I know that I have conceded to the tyranny of the urgent, have lost the opportunity to do the important. And I discover how unimportant the urgent really is.

Knitters tell me that knitting slows a woman, brings calm to her soul, makes her a better listener. Watching Elizabeth knit with my children I see that this is all true. She has a peace about her, even in the midst of so much suffering. It brings her such joy to teach her art to these sweet, young girls. And I am struck with overwhelming sadness. Time I will never have again.

Dinner is a bit of a wild ride. Who raised these noisy children who are bouncy all over the place? Why are they exceptionaly rowdy tonight? I strain to hear over the din. Still, I do listen. And I do share. And God blesses. These guests at my table? All grace.

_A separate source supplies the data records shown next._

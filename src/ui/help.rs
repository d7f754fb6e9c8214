use ratatui::layout::{Constraint, Flex, Layout, Rect};
use ratatui::widgets::{Block, Borders, Cell, Clear, Row, Table};
use ratatui::Frame;

use crate::ui::theme::Theme;

struct Section {
    title: &'static str,
    keys: &'static [(&'static str, &'static str)],
}

const SECTIONS: &[Section] = &[
    Section {
        title: "Dashboard",
        keys: &[
            ("r", "Refresh now"),
            ("e / E", "Next / prev environment"),
            ("c", "Reconnect (login form)"),
            ("x", "Disconnect"),
            ("Tab", "Switch agents / queues"),
            ("j k / arrows", "Scroll"),
            ("g / G", "Top / bottom"),
            ("L", "Log panel"),
            ("?", "This help"),
            ("q / Ctrl+c", "Quit"),
        ],
    },
    Section {
        title: "Login form",
        keys: &[
            ("Tab / Up / Down", "Move between fields"),
            ("Left / Right", "Cycle environment"),
            ("Enter", "Connect"),
            ("Esc", "Back to dashboard, or quit"),
        ],
    },
];

pub fn render_help(f: &mut Frame, area: Rect) {
    let mut rows = Vec::new();
    for (i, section) in SECTIONS.iter().enumerate() {
        if i > 0 {
            rows.push(Row::new(vec![Cell::from("")]));
        }
        rows.push(Row::new(vec![
            Cell::from(format!("-- {} --", section.title)).style(Theme::footer())
        ]));
        rows.extend(section.keys.iter().map(|(key, desc)| {
            Row::new(vec![
                Cell::from(*key).style(Theme::help_key()),
                Cell::from(*desc).style(Theme::help_desc()),
            ])
        }));
    }

    let height = rows.len() as u16 + 2;
    let popup = centered_rect(50, height, area);
    f.render_widget(Clear, popup);

    let table = Table::new(rows, [Constraint::Length(18), Constraint::Min(20)])
        .column_spacing(1)
        .block(
            Block::default()
                .title(format!(" ccdash {} keys ", env!("CARGO_PKG_VERSION")))
                .borders(Borders::ALL)
                .border_style(Theme::title()),
        );
    f.render_widget(table, popup);
}

/// A `width` x `height` rect in the middle of `area`, clipped to it.
pub fn centered_rect(width: u16, height: u16, area: Rect) -> Rect {
    let [row] = Layout::vertical([Constraint::Length(height.min(area.height))])
        .flex(Flex::Center)
        .areas(area);
    let [rect] = Layout::horizontal([Constraint::Length(width.min(area.width))])
        .flex(Flex::Center)
        .areas(row);
    rect
}
use crossterm::event::{Event, KeyCode, KeyEvent, KeyEventKind, KeyModifiers, MouseEventKind};

use crate::app::ViewMode;

#[derive(Debug, Clone, PartialEq, Eq)]
pub enum Action {
    Quit,
    MoveUp,
    MoveDown,
    MoveToTop,
    MoveToBottom,
    Back,
    ShowHelp,
    ToggleLog,
    ClearLog,
    FieldInput(char),
    FieldBackspace,
    NextField,
    PrevField,
    LoginEnvironment(bool),
    Connect,
    Refresh,
    CycleEnvironment(bool),
    Reconnect,
    Disconnect,
    SwitchPanel,
    None,
}

pub fn handle_event(event: &Event, mode: ViewMode) -> Action {
    match event {
        Event::Key(key) if key.kind != KeyEventKind::Release => handle_key(key, mode),
        Event::Mouse(mouse) => handle_mouse(mouse.kind, mode),
        _ => Action::None,
    }
}

fn handle_mouse(kind: MouseEventKind, mode: ViewMode) -> Action {
    match (kind, mode) {
        (MouseEventKind::ScrollUp, ViewMode::Dashboard | ViewMode::Log) => Action::MoveUp,
        (MouseEventKind::ScrollDown, ViewMode::Dashboard | ViewMode::Log) => Action::MoveDown,
        _ => Action::None,
    }
}

fn handle_key(key: &KeyEvent, mode: ViewMode) -> Action {
    if key.modifiers.contains(KeyModifiers::CONTROL) && key.code == KeyCode::Char('c') {
        return Action::Quit;
    }

    match mode {
        ViewMode::Login => handle_login_key(key),
        ViewMode::Dashboard => handle_dashboard_key(key),
        ViewMode::Help => handle_help_key(key),
        ViewMode::Log => handle_log_key(key),
    }
}

/// Printable keys go into the focused field, so only non-character keys
/// act as commands here.
fn handle_login_key(key: &KeyEvent) -> Action {
    match key.code {
        KeyCode::Enter => Action::Connect,
        KeyCode::Esc => Action::Back,
        KeyCode::Tab | KeyCode::Down => Action::NextField,
        KeyCode::BackTab | KeyCode::Up => Action::PrevField,
        KeyCode::Left => Action::LoginEnvironment(false),
        KeyCode::Right => Action::LoginEnvironment(true),
        KeyCode::Backspace => Action::FieldBackspace,
        KeyCode::Char(c) => Action::FieldInput(c),
        _ => Action::None,
    }
}

fn handle_dashboard_key(key: &KeyEvent) -> Action {
    match key.code {
        KeyCode::Char('q') => Action::Quit,
        KeyCode::Char('r') => Action::Refresh,
        KeyCode::Char('e') => Action::CycleEnvironment(true),
        KeyCode::Char('E') => Action::CycleEnvironment(false),
        KeyCode::Char('c') => Action::Reconnect,
        KeyCode::Char('x') => Action::Disconnect,
        KeyCode::Tab | KeyCode::BackTab => Action::SwitchPanel,
        KeyCode::Char('j') | KeyCode::Down => Action::MoveDown,
        KeyCode::Char('k') | KeyCode::Up => Action::MoveUp,
        KeyCode::Char('g') | KeyCode::Home => Action::MoveToTop,
        KeyCode::Char('G') | KeyCode::End => Action::MoveToBottom,
        KeyCode::Char('L') => Action::ToggleLog,
        KeyCode::Char('?') => Action::ShowHelp,
        _ => Action::None,
    }
}

fn handle_help_key(key: &KeyEvent) -> Action {
    match key.code {
        KeyCode::Esc | KeyCode::Char('?') | KeyCode::Char('q') => Action::ShowHelp,
        _ => Action::None,
    }
}

fn handle_log_key(key: &KeyEvent) -> Action {
    match key.code {
        KeyCode::Esc | KeyCode::Char('q') | KeyCode::Char('L') => Action::ToggleLog,
        KeyCode::Char('j') | KeyCode::Down => Action::MoveDown,
        KeyCode::Char('k') | KeyCode::Up => Action::MoveUp,
        KeyCode::Char('g') => Action::MoveToTop,
        KeyCode::Char('G') => Action::MoveToBottom,
        KeyCode::Char('c') => Action::ClearLog,
        _ => Action::None,
    }
}
//! In-process HTTP upstream for tests.

use std::io::Read;
use std::sync::atomic::{AtomicBool, Ordering};
use std::sync::{Arc, Mutex};
use std::thread::JoinHandle;
use std::time::Duration;

use crate::genesys::{Endpoints, Environment, GenesysClient, Routing};

#[derive(Debug, Clone)]
pub struct RecordedRequest {
    pub method: String,
    pub url: String,
    pub headers: Vec<(String, String)>,
    pub body: String,
}

impl RecordedRequest {
    pub fn header(&self, name: &str) -> Option<String> {
        self.headers
            .iter()
            .find(|(k, _)| k.eq_ignore_ascii_case(name))
            .map(|(_, v)| v.clone())
    }
}

#[derive(Debug, Clone)]
pub struct Reply {
    status: u16,
    body: String,
    headers: Vec<(String, String)>,
    delay: Option<Duration>,
}

impl Reply {
    pub fn json(status: u16, body: &str) -> Self {
        Self::text(status, body).with_header("Content-Type", "application/json")
    }

    pub fn text(status: u16, body: &str) -> Self {
        Self {
            status,
            body: body.to_string(),
            headers: Vec::new(),
            delay: None,
        }
    }

    pub fn with_header(mut self, name: &str, value: &str) -> Self {
        self.headers.push((name.to_string(), value.to_string()));
        self
    }

    pub fn delayed(mut self, delay: Duration) -> Self {
        self.delay = Some(delay);
        self
    }
}

type Handler = dyn Fn(&RecordedRequest) -> Reply + Send + Sync;

/// A tiny_http server on an ephemeral port that records every request and
/// answers through the given handler. Each request is served on its own
/// thread so a delayed reply does not hold up the others.
pub struct MockUpstream {
    base_url: String,
    requests: Arc<Mutex<Vec<RecordedRequest>>>,
    stop: Arc<AtomicBool>,
    handle: Option<JoinHandle<()>>,
}

impl MockUpstream {
    pub fn start<F>(handler: F) -> Self
    where
        F: Fn(&RecordedRequest) -> Reply + Send + Sync + 'static,
    {
        let server = tiny_http::Server::http("127.0.0.1:0").expect("bind mock upstream");
        let addr = server
            .server_addr()
            .to_ip()
            .expect("mock upstream has an ip address");

        let requests = Arc::new(Mutex::new(Vec::new()));
        let stop = Arc::new(AtomicBool::new(false));
        let handler: Arc<Handler> = Arc::new(handler);

        let requests_clone = Arc::clone(&requests);
        let stop_clone = Arc::clone(&stop);
        let handle = std::thread::spawn(move || {
            while !stop_clone.load(Ordering::Relaxed) {
                let mut request = match server.recv_timeout(Duration::from_millis(20)) {
                    Ok(Some(r)) => r,
                    Ok(None) => continue,
                    Err(_) => break,
                };

                let mut body = String::new();
                let _ = request.as_reader().read_to_string(&mut body);
                let recorded = RecordedRequest {
                    method: request.method().to_string(),
                    url: request.url().to_string(),
                    headers: request
                        .headers()
                        .iter()
                        .map(|h| (h.field.to_string(), h.value.to_string()))
                        .collect(),
                    body,
                };
                requests_clone.lock().unwrap().push(recorded.clone());

                let handler = Arc::clone(&handler);
                std::thread::spawn(move || {
                    let reply = handler(&recorded);
                    if let Some(delay) = reply.delay {
                        std::thread::sleep(delay);
                    }
                    let mut response =
                        tiny_http::Response::from_string(reply.body).with_status_code(reply.status);
                    for (name, value) in &reply.headers {
                        if let Ok(h) = tiny_http::Header::from_bytes(name.as_bytes(), value.as_bytes())
                        {
                            response = response.with_header(h);
                        }
                    }
                    let _ = request.respond(response);
                });
            }
        });

        Self {
            base_url: format!("http://{}", addr),
            requests,
            stop,
            handle: Some(handle),
        }
    }

    pub fn base_url(&self) -> String {
        self.base_url.clone()
    }

    pub fn requests(&self) -> Vec<RecordedRequest> {
        self.requests.lock().unwrap().clone()
    }

    pub fn count_matching(&self, needle: &str) -> usize {
        self.requests()
            .iter()
            .filter(|r| r.url.contains(needle))
            .count()
    }
}

impl Drop for MockUpstream {
    fn drop(&mut self) {
        self.stop.store(true, Ordering::Relaxed);
        if let Some(handle) = self.handle.take() {
            let _ = handle.join();
        }
    }
}

/// A Genesys client whose login and API hosts both point at `mock`.
pub fn client_for(mock: &MockUpstream) -> GenesysClient {
    let routing = Routing::LocalProxy {
        base: mock.base_url(),
    };
    GenesysClient::new(
        Endpoints::resolve(&Environment::default(), &routing),
        Some(Duration::from_secs(5)),
    )
}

It's nighttime now. Soon, I will drive Ann and Elizabeth back to the hotel. I want to stay. To sit with them and talk and drink tea and learn to knit. But I know that my babies need me to put them to sleep on this night and I know that I have promised that column to my editor before the business day begins tomorrow. I say goodnight and drive away.

At home, Sarah Annie nurses to sleep readily and Karoline is asleep before I have a chance to go tuck her in. Even my night owl husband turns off the light and breathes deeply of this night's peace. He has used his time well. He has blessed. I write my column. It takes me less than half an hour. The computer clicks closed. Sleep will not come.

I creep downstairs to a living room that was full of yarn and paper and creative spirit just a few hours earlier. I pick up my pitiful green cotton triangle. And I can't remember. I try and try and try, but I cannot remember what comes next.

Instead, I write. I try to redeem the time by remembering the day that was so peaceful, the day when I said no to the urgent and listened instead to the whisper of the sacred. I try to knit with words.

Morning comes early and Mike and I leave for the airport.  Ann and Elizabeth are waiting for us outside. It's over. Elizabeth has resolved not to cry. And she doesn't. Ann and me?  Not so much.

Goodbyes are said.

After a brief stop at the bagel store on the way home, I gather my children and we seize this beautiful day and go to Bull Run, to the place where I force away winter and hope is born anew every single spring. We are met there by Ginny, who listens patiently to my whole story, as we watch our little girls play and our boys hold war councils build a teepee.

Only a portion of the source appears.